Saturday, June 03, 2023

A step in the right direction


Union activists broke through the bourgeois consensus on Ukraine last week when delegates passed a motion that has enraged the union bureaucracy as well as the fake left cheerleaders for imperialism within the University and College Union (UCU).
    At the UCU’s annual conference in Glasgow delegates passed a motion that explicitly said no to sending arms to Ukraine and no to NATO expansion and escalation.
    The union’s chief bureaucrat, General Secretary Jo Grady says that she was “deeply disappointed the motion passed”, claiming it was being used to “attack the union and question our solidarity with the working class and people of Ukraine”, whilst the movers claim this was a major victory for the anti-war movement.

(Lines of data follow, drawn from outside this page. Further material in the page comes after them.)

use async_trait::async_trait;
use reqwest::Client;
use serde_json::Value;
use tracing::debug;

use crate::error::ProviderError;
use crate::llm::anthropic::{
    AnthropicFormatter, AnthropicTools, MessagesResponse, Sampling, build_body, normalize_response,
};
use crate::llm::http::{build_client, send_json};
use crate::llm::{
    ChatModel, CompletionRequest, CompletionResult, ProviderKind, ToolDeclarationBuilder,
};
use crate::tools::HostedToolKind;

const BEDROCK_ANTHROPIC_VERSION: &str = "bedrock-2023-05-31";

/// `https://bedrock-runtime.{region}.amazonaws.com/model/{model_id}/invoke`,
/// or the same path under an override base.
pub(crate) fn invoke_endpoint(api_base_url: Option<&str>, region: &str, model_id: &str) -> String {
    let base = match api_base_url {
        Some(base) => base.trim_end_matches('/').to_string(),
        None => format!("https://bedrock-runtime.{region}.amazonaws.com"),
    };
    format!("{base}/model/{model_id}/invoke")
}

#[derive(Debug, Clone)]
/// Runtime configuration for [`BedrockAnthropicModel`].
pub struct BedrockAnthropicConfig {
    /// Bedrock API key, sent as a bearer token.
    pub api_key: String,
    /// AWS region of the runtime endpoint.
    pub region: String,
    /// Bedrock model id (for example `anthropic.claude-3-5-sonnet-20240620-v1:0`).
    pub model_id: String,
    /// Optional endpoint override (VPC endpoints, tests).
    pub api_base_url: Option<String>,
    pub max_tokens: u32,
    pub temperature: Option<f32>,
    pub top_p: Option<f32>,
    pub thinking_budget_tokens: Option<u32>,
    pub request_timeout_ms: Option<u64>,
}

impl BedrockAnthropicConfig {
    pub fn new(
        api_key: impl Into<String>,
        region: impl Into<String>,
        model_id: impl Into<String>,
    ) -> Self {
        Self {
            api_key: api_key.into(),
            region: region.into(),
            model_id: model_id.into(),
            api_base_url: None,
            max_tokens: 4096,
            temperature: None,
            top_p: None,
            thinking_budget_tokens: None,
            request_timeout_ms: Some(600_000),
        }
    }

    pub fn with_api_base_url(mut self, api_base_url: impl Into<String>) -> Self {
        self.api_base_url = Some(api_base_url.into());
        self
    }
}

/// Tool declarations for the hosted runtime: function tools only.
#[derive(Debug, Clone, Copy, Default)]
pub struct BedrockAnthropicTools;

impl ToolDeclarationBuilder for BedrockAnthropicTools {
    fn provider(&self) -> ProviderKind {
        ProviderKind::BedrockAnthropic
    }

    fn supports_structured_output(&self) -> bool {
        false
    }

    fn function_declaration(&self, name: &str, description: &str, parameters: &Value) -> Value {
        AnthropicTools.function_declaration(name, description, parameters)
    }

    fn hosted_tool(&self, kind: HostedToolKind) -> Result<Value, ProviderError> {
        Err(ProviderError::unsupported(
            self.provider(),
            format!("provider-managed tool `{kind}`"),
        ))
    }
}

#[derive(Debug, Clone)]
/// Anthropic models served through the Bedrock runtime.
pub struct BedrockAnthropicModel {
    client: Client,
    config: BedrockAnthropicConfig,
    formatter: AnthropicFormatter,
    tools: BedrockAnthropicTools,
}

impl BedrockAnthropicModel {
    pub fn new(config: BedrockAnthropicConfig) -> Result<Self, ProviderError> {
        let client = build_client(ProviderKind::BedrockAnthropic, config.request_timeout_ms)?;
        Ok(Self {
            client,
            config,
            formatter: AnthropicFormatter::bedrock(),
            tools: BedrockAnthropicTools,
        })
    }

    fn sampling(&self) -> Sampling {
        Sampling {
            max_tokens: self.config.max_tokens,
            temperature: self.config.temperature,
            top_p: self.config.top_p,
            thinking_budget_tokens: self.config.thinking_budget_tokens,
        }
    }
}

#[async_trait]
impl ChatModel for BedrockAnthropicModel {
    fn provider(&self) -> ProviderKind {
        ProviderKind::BedrockAnthropic
    }

    async fn invoke(&self, request: &CompletionRequest) -> Result<CompletionResult, ProviderError> {
        let mut body = build_body(request, &self.formatter, &self.tools, self.sampling())?;
        body.anthropic_version = Some(BEDROCK_ANTHROPIC_VERSION.to_string());

        debug!(
            provider = %self.provider(),
            model = %self.config.model_id,
            region = %self.config.region,
            messages = body.messages.len(),
            "invoking hosted model"
        );

        let endpoint = invoke_endpoint(
            self.config.api_base_url.as_deref(),
            &self.config.region,
            &self.config.model_id,
        );
        let response = send_json::<MessagesResponse>(
            self.provider(),
            self.client
                .post(endpoint)
                .bearer_auth(&self.config.api_key)
                .json(&body),
        )
        .await?;

        Ok(normalize_response(
            response,
            self.tools.synthesizes_json_tool(request),
        ))
    }
}
use serde_json::Value;

use crate::content::{ContentPart, FileRef, ImageRef, Message, Role};
use crate::error::ProviderError;
use crate::llm::ProviderKind;

/// Where a vendor expects system instructions to live.
#[derive(Clone, Copy, Debug, PartialEq, Eq)]
pub enum SystemPlacement {
    /// System messages stay in the message list.
    Inline,
    /// System messages are lifted into a top-level field.
    TopLevel,
}

#[derive(Clone, Debug, Default, PartialEq)]
pub struct WireMessages {
    pub system: Option<String>,
    pub messages: Vec<Value>,
}

/// Converts vendor-neutral messages into one vendor's wire JSON.
///
/// Implementors supply the per-part conversions and the message envelope;
/// part dispatch, system handling and empty-content checks are shared.
pub trait MessageFormatter: Send + Sync {
    fn provider(&self) -> ProviderKind;

    fn system_placement(&self) -> SystemPlacement {
        SystemPlacement::Inline
    }

    fn format_text(&self, role: Role, text: &str) -> Result<Value, ProviderError>;

    fn format_image(&self, role: Role, image: &ImageRef) -> Result<Value, ProviderError>;

    fn format_file(&self, role: Role, file: &FileRef) -> Result<Value, ProviderError>;

    /// Wraps one message. May emit several wire items (tool calls, for example).
    fn format_message(&self, message: &Message) -> Result<Vec<Value>, ProviderError>;

    fn format_part(&self, role: Role, part: &ContentPart) -> Result<Value, ProviderError> {
        match part {
            ContentPart::Text(text) => self.format_text(role, text),
            ContentPart::Image(image) => self.format_image(role, image),
            ContentPart::File(file) => self.format_file(role, file),
        }
    }

    fn format_content(&self, message: &Message) -> Result<Vec<Value>, ProviderError> {
        let role = effective_role(message);
        message
            .content
            .iter()
            .map(|part| self.format_part(role, part))
            .collect()
    }

    fn format(&self, messages: &[Message]) -> Result<WireMessages, ProviderError> {
        let mut system_lines = Vec::new();
        let mut wire = Vec::new();

        for message in messages {
            message.ensure_not_empty()?;

            if message.role == Role::System && self.system_placement() == SystemPlacement::TopLevel
            {
                if message
                    .content
                    .iter()
                    .any(|part| !matches!(part, ContentPart::Text(_)))
                {
                    return Err(ProviderError::unsupported(
                        self.provider(),
                        "non-text content in system messages",
                    ));
                }
                system_lines.push(message.text());
                continue;
            }

            wire.extend(self.format_message(message)?);
        }

        let system = if system_lines.is_empty() {
            None
        } else {
            Some(system_lines.join("\n\n"))
        };

        Ok(WireMessages {
            system,
            messages: wire,
        })
    }
}

/// Tool output without a native call id is sent as user-authored text.
pub(crate) fn effective_role(message: &Message) -> Role {
    if message.role == Role::Tool && message.tool_call_id.is_none() {
        Role::User
    } else {
        message.role
    }
}

/// Merges a caller-level system prompt with any system text found in messages.
pub(crate) fn merge_system(prompt: Option<&str>, lifted: Option<String>) -> Option<String> {
    match (prompt.filter(|text| !text.is_empty()), lifted) {
        (Some(prompt), Some(lifted)) => Some(format!("{prompt}\n\n{lifted}")),
        (Some(prompt), None) => Some(prompt.to_string()),
        (None, lifted) => lifted,
    }
}
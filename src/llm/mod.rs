mod anthropic;
pub(crate) mod bedrock;
mod declare;
mod format;
pub(crate) mod http;
mod openai;
mod openai_responses;

use std::fmt;
use std::future::Future;
use std::time::Duration;

use async_trait::async_trait;
use serde_json::Value;
use tokio_util::sync::CancellationToken;

use crate::content::{Message, ToolCall};
use crate::error::ProviderError;
use crate::tools::ToolDescriptor;

pub use anthropic::{AnthropicFormatter, AnthropicModel, AnthropicModelConfig, AnthropicTools};
pub use bedrock::{BedrockAnthropicConfig, BedrockAnthropicModel, BedrockAnthropicTools};
pub use declare::{JSON_RESPONSE_TOOL_NAME, ToolDeclarationBuilder};
pub use format::{MessageFormatter, SystemPlacement, WireMessages};
pub use openai::{OpenAiChatFormatter, OpenAiChatModel, OpenAiChatTools, OpenAiModelConfig};
pub use openai_responses::{OpenAiResponsesFormatter, OpenAiResponsesModel, OpenAiResponsesTools};

/// Identifies the wire API an adapter speaks. Used in errors and logs.
#[derive(Clone, Copy, Debug, PartialEq, Eq, Hash)]
pub enum ProviderKind {
    OpenAiChat,
    OpenAiResponses,
    OpenAiEmbeddings,
    Anthropic,
    BedrockAnthropic,
    BedrockTitan,
}

impl ProviderKind {
    pub fn as_str(&self) -> &'static str {
        match self {
            ProviderKind::OpenAiChat => "openai-chat",
            ProviderKind::OpenAiResponses => "openai-responses",
            ProviderKind::OpenAiEmbeddings => "openai-embeddings",
            ProviderKind::Anthropic => "anthropic",
            ProviderKind::BedrockAnthropic => "bedrock-anthropic",
            ProviderKind::BedrockTitan => "bedrock-titan",
        }
    }
}

impl fmt::Display for ProviderKind {
    fn fmt(&self, f: &mut fmt::Formatter<'_>) -> fmt::Result {
        f.write_str(self.as_str())
    }
}

#[derive(Clone, Debug, Default, PartialEq)]
pub enum ResponseFormat {
    #[default]
    Text,
    Json {
        name: String,
        schema: Value,
    },
}

impl ResponseFormat {
    pub fn json(schema: Value) -> Self {
        Self::Json {
            name: "response".to_string(),
            schema,
        }
    }
}

#[derive(Clone, Debug, Default, PartialEq, Eq)]
pub enum ToolChoice {
    #[default]
    Auto,
    Required,
    None,
    Tool(String),
}

#[derive(Clone, Debug, Default)]
pub struct CompletionRequest {
    pub messages: Vec<Message>,
    pub tools: Vec<ToolDescriptor>,
    pub response_format: ResponseFormat,
    pub system_prompt: Option<String>,
    pub tool_choice: ToolChoice,
}

impl CompletionRequest {
    pub fn new(messages: Vec<Message>) -> Self {
        Self {
            messages,
            ..Self::default()
        }
    }

    pub fn with_tool(mut self, tool: ToolDescriptor) -> Self {
        self.tools.push(tool);
        self
    }

    pub fn with_tools(mut self, tools: Vec<ToolDescriptor>) -> Self {
        self.tools.extend(tools);
        self
    }

    pub fn with_response_format(mut self, response_format: ResponseFormat) -> Self {
        self.response_format = response_format;
        self
    }

    pub fn with_system_prompt(mut self, system_prompt: impl Into<String>) -> Self {
        self.system_prompt = Some(system_prompt.into());
        self
    }

    pub fn with_tool_choice(mut self, tool_choice: ToolChoice) -> Self {
        self.tool_choice = tool_choice;
        self
    }
}

#[derive(Clone, Copy, Debug, Default, PartialEq, Eq)]
pub struct TokenUsage {
    pub prompt: u32,
    pub completion: u32,
    pub total: u32,
}

impl TokenUsage {
    pub fn new(prompt: u32, completion: u32) -> Self {
        Self {
            prompt,
            completion,
            total: prompt.saturating_add(completion),
        }
    }
}

#[derive(Clone, Debug, Default, PartialEq)]
pub struct CompletionResult {
    pub raw_text: String,
    pub token_usage: TokenUsage,
    pub tool_calls: Vec<ToolCall>,
    pub thinking: Option<String>,
}

/// Per-call deadline and cancellation signal.
#[derive(Clone, Debug, Default)]
pub struct CallOptions {
    pub timeout: Option<Duration>,
    pub cancellation: Option<CancellationToken>,
}

#[derive(Clone, Copy, Debug, PartialEq, Eq)]
pub(crate) enum Interrupted {
    TimedOut(Duration),
    Cancelled,
}

impl Interrupted {
    pub(crate) fn into_provider_error(self, provider: ProviderKind) -> ProviderError {
        match self {
            Interrupted::TimedOut(after) => ProviderError::TimedOut {
                provider,
                timeout_ms: after.as_millis() as u64,
            },
            Interrupted::Cancelled => ProviderError::Cancelled { provider },
        }
    }
}

impl CallOptions {
    pub fn new() -> Self {
        Self::default()
    }

    pub fn with_timeout(mut self, timeout: Duration) -> Self {
        self.timeout = Some(timeout);
        self
    }

    pub fn with_cancellation(mut self, cancellation: CancellationToken) -> Self {
        self.cancellation = Some(cancellation);
        self
    }

    pub(crate) async fn run<F>(&self, future: F) -> Result<F::Output, Interrupted>
    where
        F: Future,
    {
        let cancelled = async {
            match &self.cancellation {
                Some(token) => token.cancelled().await,
                None => std::future::pending::<()>().await,
            }
        };

        let bounded = async {
            match self.timeout {
                Some(limit) => tokio::time::timeout(limit, future)
                    .await
                    .map_err(|_| Interrupted::TimedOut(limit)),
                None => Ok(future.await),
            }
        };

        tokio::select! {
            biased;
            _ = cancelled => Err(Interrupted::Cancelled),
            output = bounded => output,
        }
    }
}

#[async_trait]
pub trait ChatModel: Send + Sync {
    fn provider(&self) -> ProviderKind;

    async fn invoke(&self, request: &CompletionRequest) -> Result<CompletionResult, ProviderError>;

    async fn invoke_with(
        &self,
        request: &CompletionRequest,
        options: &CallOptions,
    ) -> Result<CompletionResult, ProviderError> {
        match options.run(self.invoke(request)).await {
            Ok(result) => result,
            Err(interrupted) => Err(interrupted.into_provider_error(self.provider())),
        }
    }
}
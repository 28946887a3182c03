//! Data-driven color model descriptors and the RGBA-8 instantiation.
//!
//! A color model is a [`ColorModel`] value: an immutable descriptor holding
//! the channel table, the pixel width, and the codec entry points as
//! function pointers. Callers select behavior through the [`ColorModelId`]
//! tag (or a by-name lookup); new formats are added as data, not as new
//! branches of an inheritance tree.
//!
//! The one model instantiated here is [`RGBA8`]: 8-bit channels, packed
//! blue-green-red-alpha in memory.
//!
//! # Example
//!
//! ```
//! use easel_core::{DeviceColor, RGBA8};
//!
//! let mut pixel = [0u8; 4];
//! RGBA8.encode_with_opacity(&DeviceColor::new(200, 10, 5), 255, None, &mut pixel);
//! assert_eq!(pixel, [5, 10, 200, 255]);
//!
//! let (color, opacity) = RGBA8.decode_with_opacity(&pixel, None);
//! assert_eq!(color, DeviceColor::new(200, 10, 5));
//! assert_eq!(opacity, 255);
//! ```

use std::fmt;

use tracing::trace;

use crate::channel::{
    ChannelInfo, ChannelRole, PIXEL_ALPHA, PIXEL_BLUE, PIXEL_GREEN, PIXEL_RED, RGBA8_CHANNELS,
    RGBA8_PIXEL_SIZE,
};
use crate::cms::{Profile, RenderingIntent};
use crate::color::DeviceColor;
use crate::error::{Error, Result};
use crate::image::DisplayImage;
use crate::quantum::{Quantum, downscale, upscale};

/// Tag selecting a registered color model.
#[derive(Debug, Clone, Copy, PartialEq, Eq, Hash)]
pub enum ColorModelId {
    /// 8-bit RGBA, blue-green-red-alpha byte order.
    Rgba8,
}

impl ColorModelId {
    /// The descriptor this tag selects.
    ///
    /// The match is exhaustive: a tag cannot exist without a descriptor.
    #[inline]
    pub fn model(self) -> &'static ColorModel {
        match self {
            Self::Rgba8 => &RGBA8,
        }
    }
}

type EncodeFn = fn(&DeviceColor, &mut [u8]);
type EncodeWithOpacityFn = fn(&DeviceColor, Quantum, &mut [u8]);
type DecodeFn = fn(&[u8]) -> DeviceColor;
type DecodeWithOpacityFn = fn(&[u8]) -> (DeviceColor, Quantum);
type MaterializeFn = fn(
    &ColorModel,
    &[u8],
    u32,
    u32,
    Option<&dyn Profile>,
    Option<&dyn Profile>,
    RenderingIntent,
) -> DisplayImage;

/// Immutable descriptor of one packed pixel format.
///
/// Construction-time data only: the channel table, the pixel width, and the
/// codec/materializer entry points. Descriptors are process-wide statics —
/// they describe a format, not an instance — so every accessor is a pure
/// query and nothing here can fail.
pub struct ColorModel {
    id: ColorModelId,
    name: &'static str,
    display_name: &'static str,
    channels: &'static [ChannelInfo],
    pixel_size: usize,
    encode: EncodeFn,
    encode_with_opacity: EncodeWithOpacityFn,
    decode: DecodeFn,
    decode_with_opacity: DecodeWithOpacityFn,
    materialize: MaterializeFn,
}

impl ColorModel {
    /// The tag identifying this model.
    #[inline]
    pub const fn id(&self) -> ColorModelId {
        self.id
    }

    /// Short identifier, e.g. `"RGBA"`.
    #[inline]
    pub const fn name(&self) -> &'static str {
        self.name
    }

    /// Human-readable name, e.g. `"RGB/Alpha"`.
    #[inline]
    pub const fn display_name(&self) -> &'static str {
        self.display_name
    }

    /// The ordered channel descriptor sequence.
    #[inline]
    pub const fn channels(&self) -> &'static [ChannelInfo] {
        self.channels
    }

    /// Total channel count.
    #[inline]
    pub const fn n_channels(&self) -> usize {
        self.channels.len()
    }

    /// Count of color-role channels only.
    #[inline]
    pub fn n_color_channels(&self) -> usize {
        self.channels
            .iter()
            .filter(|c| c.role() == ChannelRole::Color)
            .count()
    }

    /// Whether the model carries an alpha channel.
    #[inline]
    pub fn alpha(&self) -> bool {
        self.channels.iter().any(|c| c.role() == ChannelRole::Alpha)
    }

    /// Byte width of one packed pixel.
    #[inline]
    pub const fn pixel_size(&self) -> usize {
        self.pixel_size
    }

    /// Looks a registered model up by its short identifier.
    ///
    /// # Errors
    ///
    /// Returns [`Error::UnknownColorModel`] for an unrecognized id.
    pub fn for_name(name: &str) -> Result<&'static ColorModel> {
        MODELS
            .iter()
            .copied()
            .find(|m| m.name == name)
            .ok_or_else(|| Error::unknown_color_model(name))
    }

    /// Writes `color`'s channels into `pixel` at this model's offsets.
    ///
    /// The alpha byte is left exactly as the caller initialized it. The
    /// profile is accepted for interface uniformity with multi-profile
    /// models and unused by the 8-bit sRGB instantiation.
    #[inline]
    pub fn encode(&self, color: &DeviceColor, _profile: Option<&dyn Profile>, pixel: &mut [u8]) {
        debug_assert!(pixel.len() >= self.pixel_size, "pixel shorter than format");
        (self.encode)(color, pixel);
    }

    /// As [`encode`](Self::encode), additionally writing `opacity` into the
    /// alpha channel.
    #[inline]
    pub fn encode_with_opacity(
        &self,
        color: &DeviceColor,
        opacity: Quantum,
        _profile: Option<&dyn Profile>,
        pixel: &mut [u8],
    ) {
        debug_assert!(pixel.len() >= self.pixel_size, "pixel shorter than format");
        (self.encode_with_opacity)(color, opacity, pixel);
    }

    /// Reads the color channels of `pixel` back into a device color,
    /// ignoring alpha.
    #[inline]
    pub fn decode(&self, pixel: &[u8], _profile: Option<&dyn Profile>) -> DeviceColor {
        debug_assert!(pixel.len() >= self.pixel_size, "pixel shorter than format");
        (self.decode)(pixel)
    }

    /// As [`decode`](Self::decode), additionally reading the alpha channel
    /// into a separate opacity value.
    #[inline]
    pub fn decode_with_opacity(
        &self,
        pixel: &[u8],
        _profile: Option<&dyn Profile>,
    ) -> (DeviceColor, Quantum) {
        debug_assert!(pixel.len() >= self.pixel_size, "pixel shorter than format");
        (self.decode_with_opacity)(pixel)
    }

    /// Produces a display-ready [`DisplayImage`] from a raster buffer in
    /// this model's native layout.
    ///
    /// When both profiles are present, the pixel array is first run through
    /// the source profile's delegated transform under `intent`; if either
    /// profile is absent the pixels pass through untouched. The returned
    /// image owns its storage and never aliases `data`.
    ///
    /// `data` must hold at least `width * height` pixels of this model's
    /// pixel size; that is caller contract, asserted in debug builds only.
    pub fn materialize(
        &self,
        data: &[u8],
        width: u32,
        height: u32,
        src_profile: Option<&dyn Profile>,
        dst_profile: Option<&dyn Profile>,
        intent: RenderingIntent,
    ) -> DisplayImage {
        (self.materialize)(self, data, width, height, src_profile, dst_profile, intent)
    }
}

impl fmt::Debug for ColorModel {
    fn fmt(&self, f: &mut fmt::Formatter<'_>) -> fmt::Result {
        f.debug_struct("ColorModel")
            .field("id", &self.id)
            .field("name", &self.name)
            .field("pixel_size", &self.pixel_size)
            .finish_non_exhaustive()
    }
}

/// All registered color models.
static MODELS: [&ColorModel; 1] = [&RGBA8];

/// The 8-bit RGBA color model.
///
/// Channels are declared red, green, blue, alpha and stored
/// blue-green-red-alpha in memory (little-endian channel packing).
pub static RGBA8: ColorModel = ColorModel {
    id: ColorModelId::Rgba8,
    name: "RGBA",
    display_name: "RGB/Alpha",
    channels: &RGBA8_CHANNELS,
    pixel_size: RGBA8_PIXEL_SIZE,
    encode: rgba8_encode,
    encode_with_opacity: rgba8_encode_with_opacity,
    decode: rgba8_decode,
    decode_with_opacity: rgba8_decode_with_opacity,
    materialize: rgba8_materialize,
};

fn rgba8_encode(color: &DeviceColor, pixel: &mut [u8]) {
    pixel[PIXEL_RED] = upscale(color.r);
    pixel[PIXEL_GREEN] = upscale(color.g);
    pixel[PIXEL_BLUE] = upscale(color.b);
}

fn rgba8_encode_with_opacity(color: &DeviceColor, opacity: Quantum, pixel: &mut [u8]) {
    pixel[PIXEL_RED] = upscale(color.r);
    pixel[PIXEL_GREEN] = upscale(color.g);
    pixel[PIXEL_BLUE] = upscale(color.b);
    pixel[PIXEL_ALPHA] = opacity;
}

fn rgba8_decode(pixel: &[u8]) -> DeviceColor {
    DeviceColor::new(
        downscale(pixel[PIXEL_RED]),
        downscale(pixel[PIXEL_GREEN]),
        downscale(pixel[PIXEL_BLUE]),
    )
}

fn rgba8_decode_with_opacity(pixel: &[u8]) -> (DeviceColor, Quantum) {
    (rgba8_decode(pixel), pixel[PIXEL_ALPHA])
}

fn rgba8_materialize(
    model: &ColorModel,
    data: &[u8],
    width: u32,
    height: u32,
    src_profile: Option<&dyn Profile>,
    dst_profile: Option<&dyn Profile>,
    intent: RenderingIntent,
) -> DisplayImage {
    let pixel_count = width as usize * height as usize;
    let byte_len = pixel_count * model.pixel_size;
    debug_assert!(data.len() >= byte_len, "buffer smaller than declared geometry");

    // The returned image must not alias caller memory, so work on a copy.
    let mut native = data[..byte_len].to_vec();

    if let (Some(src), Some(dst)) = (src_profile, dst_profile) {
        trace!(
            src = src.name(),
            dst = dst.name(),
            pixel_count,
            "materialize: delegating profile transform"
        );
        src.transform(&mut native, model, dst, intent);
    }

    // Pack each blue-green-red-alpha group as a little-endian load into a
    // native ARGB32 word: a plain copy on little-endian hosts, an explicit
    // byte swap on big-endian ones.
    let argb = native
        .chunks_exact(RGBA8_PIXEL_SIZE)
        .map(|px| u32::from_le_bytes([px[0], px[1], px[2], px[3]]))
        .collect();

    DisplayImage::from_raw(argb, width, height)
}
//! Row-parallel blend dispatch using Rayon.
//!
//! Every kernel is stateless and visits rows independently: within one call
//! the destination rows are disjoint byte ranges and the source is
//! read-only. That makes row bands safe to hand to a thread pool, provided
//! no two workers write the same destination row — which is exactly how
//! [`blend`] partitions the work.

use easel_core::Quantum;
use rayon::prelude::*;
use tracing::{debug, trace};

use crate::composite::CompositeOp;

/// Dispatches `op` like [`crate::composite::blend`], splitting the overlap
/// region across rows with Rayon.
///
/// Output is byte-for-byte identical to the serial dispatch; only the
/// execution order differs. Small jobs (a single row) fall back to the
/// serial path.
#[allow(clippy::too_many_arguments)]
pub fn blend(
    op: CompositeOp,
    pixel_size: usize,
    dst: &mut [u8],
    dst_row_stride: usize,
    src: &[u8],
    src_row_stride: usize,
    opacity: Quantum,
    rows: usize,
    cols: usize,
) {
    trace!(?op, rows, cols, opacity, "blend (parallel)");
    let Some(kernel) = op.kernel() else {
        debug!(?op, "operator has no kernel; destination left unchanged");
        return;
    };

    let row_len = cols * pixel_size;
    if rows == 0 || row_len == 0 {
        return;
    }
    if rows == 1 {
        kernel(
            pixel_size,
            dst,
            dst_row_stride,
            src,
            src_row_stride,
            rows,
            cols,
            opacity,
        );
        return;
    }

    debug_assert!(dst_row_stride >= row_len, "dst stride shorter than a row");
    debug_assert!(src_row_stride >= row_len, "src stride shorter than a row");
    debug_assert!(dst.len() >= (rows - 1) * dst_row_stride + row_len);
    debug_assert!(src.len() >= (rows - 1) * src_row_stride + row_len);

    dst.par_chunks_mut(dst_row_stride)
        .take(rows)
        .enumerate()
        .for_each(|(row, drow)| {
            let s = row * src_row_stride;
            kernel(
                pixel_size,
                &mut drow[..row_len],
                row_len,
                &src[s..s + row_len],
                row_len,
                1,
                cols,
                opacity,
            );
        });
}
//! Error types for easel-core.

use thiserror::Error;

/// Result type alias using [`Error`] as the error type.
pub type Result<T> = std::result::Result<T, Error>;

/// Errors raised by descriptor lookups and image constructors.
///
/// The hot paths (codec, materializer, blend kernels) never return these:
/// their preconditions are caller contract, enforced by debug assertions
/// only.
#[derive(Debug, Error)]
pub enum Error {
    /// No registered color model matches the requested id.
    #[error("unknown color model: {id}")]
    UnknownColorModel {
        /// The id that failed to resolve.
        id: String,
    },

    /// Pixel data length does not match the declared geometry.
    #[error("invalid dimensions: {width}x{height} ({reason})")]
    InvalidDimensions {
        /// Declared width.
        width: u32,
        /// Declared height.
        height: u32,
        /// Why the dimensions were rejected.
        reason: String,
    },
}

impl Error {
    /// Creates an [`Error::UnknownColorModel`] error.
    #[inline]
    pub fn unknown_color_model(id: impl Into<String>) -> Self {
        Self::UnknownColorModel { id: id.into() }
    }

    /// Creates an [`Error::InvalidDimensions`] error.
    #[inline]
    pub fn invalid_dimensions(width: u32, height: u32, reason: impl Into<String>) -> Self {
        Self::InvalidDimensions {
            width,
            height,
            reason: reason.into(),
        }
    }
}

#[cfg(test)]
mod tests {
    use super::*;

    #[test]
    fn test_display_messages() {
        let err = Error::unknown_color_model("CMYK");
        assert!(err.to_string().contains("CMYK"));

        let err = Error::invalid_dimensions(16, 9, "short buffer");
        let msg = err.to_string();
        assert!(msg.contains("16x9"));
        assert!(msg.contains("short buffer"));
    }
}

    Arthur Scargill and Bob Crow were the exceptions that proved that rule that senior union full-time officials rarely reflect the demands of the membership they claim to serve. So Ms Grady can bleat on for as long as she likes as far as we’re concerned.
    At the same time it must be said that this motion is a very modest step indeed in the battle against the war lobby within the labour movement. Like the Stop the War movement that has clearly inspired this initiative, the motion brands Putin a “war criminal” and calls on Russia to withdraw from Ukraine. But it says nothing about the fascist terror that followed that drove the people of the Donbas to take up the gun in 2014.
    What it does tell us is that Putin has “unleashed war crimes” and says “we should stand in solidarity with ordinary Ukrainians and demand an immediate withdrawal of Russian troops”. The motion would have been carried unanimously had it stopped there. But it didn’t.
    It goes on to state that: “NATO is not a progressive force: escalation risks widening war in the region only through a peaceful resolution can lives be saved.” It calls on the Government to stop arming Ukraine and calls on the union to support protests called by Stop The War, CND and other anti-war organisations. This is what has enraged the war-lobby.
    The cause of peace is not helped, however, by those in the anti-war movement who blame the Russians for the crisis, ignore the legitimate demands of the people of the Donbas and fail to recognise that this war began in 2014 when the legitimate Ukrainian government was overthrown by fascist gangs supported by Anglo-American and Franco-German imperialism.
The hidden hand is always at work amongst the fake left within the peace and anti-war movement who essentially argue that peace is only attainable on imperialist terms. We saw this time and time again over Serbia, Iraq, Libya, Syria and Palestine, and now we’re seeing it over Ukraine.
   The movers of the UCU motion have opened up the debate and taken a step in the right direction. But they still call for an unconditional Russian withdrawal from Ukraine – which is also the demand of US imperialism and its lackeys.
The communist stand must be for a just peace in Ukraine – for a neutral and de-Nazified Ukraine that recognises the decision of the Donbas and Crimean republics to join the Russian Federation and grants equal rights for all the people of the regions of the Ukraine.